Up to 5 million installations of the LiteSpeed Cache WordPress plugin are vulnerable to an exploit that allows hackers to gain administrator rights and upload malicious files and plugins
The vulnerability was first reported to Patchstack, a WordPress security company, which notified the plugin developer and waited until the vulnerability was patched before making a public announcement.
Patchstack founder Oliver Sild discussed this with Search Engine Journal and provided background information about how the vulnerability was discovered and how serious it is.
Sild shared:
“It was reported to through the Patchstack WordPress Bug Bounty program which offers bounties to security researchers who report vulnerabilities. The report qualified for a $14,400 USD bounty. We work directly with both the researcher and the plugin developer to ensure vulnerabilities get patched properly before public disclosure.

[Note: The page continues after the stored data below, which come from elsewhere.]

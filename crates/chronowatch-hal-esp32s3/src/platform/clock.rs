use esp_hal::{
    gpio::RtcPin,
    rtc_cntl::{
        Rtc,
        sleep::{RtcioWakeupSource, WakeupLevel},
    },
};
use log::info;

const MICROS_PER_SEC: u64 = 1_000_000;

/// Wall clock on the low-power RTC timer, which keeps counting through deep
/// sleep.
pub struct RtcWallClock<'d> {
    rtc: Rtc<'d>,
}

impl<'d> RtcWallClock<'d> {
    /// Wraps the RTC. A counter still behind `floor_unix` has never been set
    /// and is moved forward to it.
    pub fn new(rtc: Rtc<'d>, floor_unix: u64) -> Self {
        let mut clock = Self { rtc };
        if clock.now_unix() < floor_unix as i64 {
            info!("clock: rtc unset, starting from {}", floor_unix);
            clock
                .rtc
                .set_current_time_us(floor_unix.saturating_mul(MICROS_PER_SEC));
        }
        clock
    }

    /// Seconds since the Unix epoch.
    pub fn now_unix(&self) -> i64 {
        (self.rtc.current_time_us() / MICROS_PER_SEC) as i64
    }

    /// Powers down until `wake` is pulled low.
    pub fn sleep_until_pressed(&mut self, wake: &mut dyn RtcPin) -> ! {
        let mut wake_pins: [(&mut dyn RtcPin, WakeupLevel); 1] = [(wake, WakeupLevel::Low)];
        let wake_source = RtcioWakeupSource::new(&mut wake_pins);
        self.rtc.sleep_deep(&[&wake_source]);
    }
}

We’ve monitored the WordPress ecosystem for possible exploitation attempts since the beginning of August and so far there are no signs of mass-exploitation. But we do expect this to become exploited soon though.”
Asked how serious this vulnerability is, Sild responded:
“It’s a critical vulnerability, made particularly dangerous because of its large install base. Hackers are definitely looking into it as we speak.”
What Caused The Vulnerability?
According to Patchstack, the compromise arose because of a plugin feature that creates a temporary user that crawls the site in order to then create a cache of the web pages. A cache is a copy of web page resources that stored and delivered to browsers when they request a web page. A cache speeds up web pages by reducing the amount of times a server has to fetch from a database to serve web pages.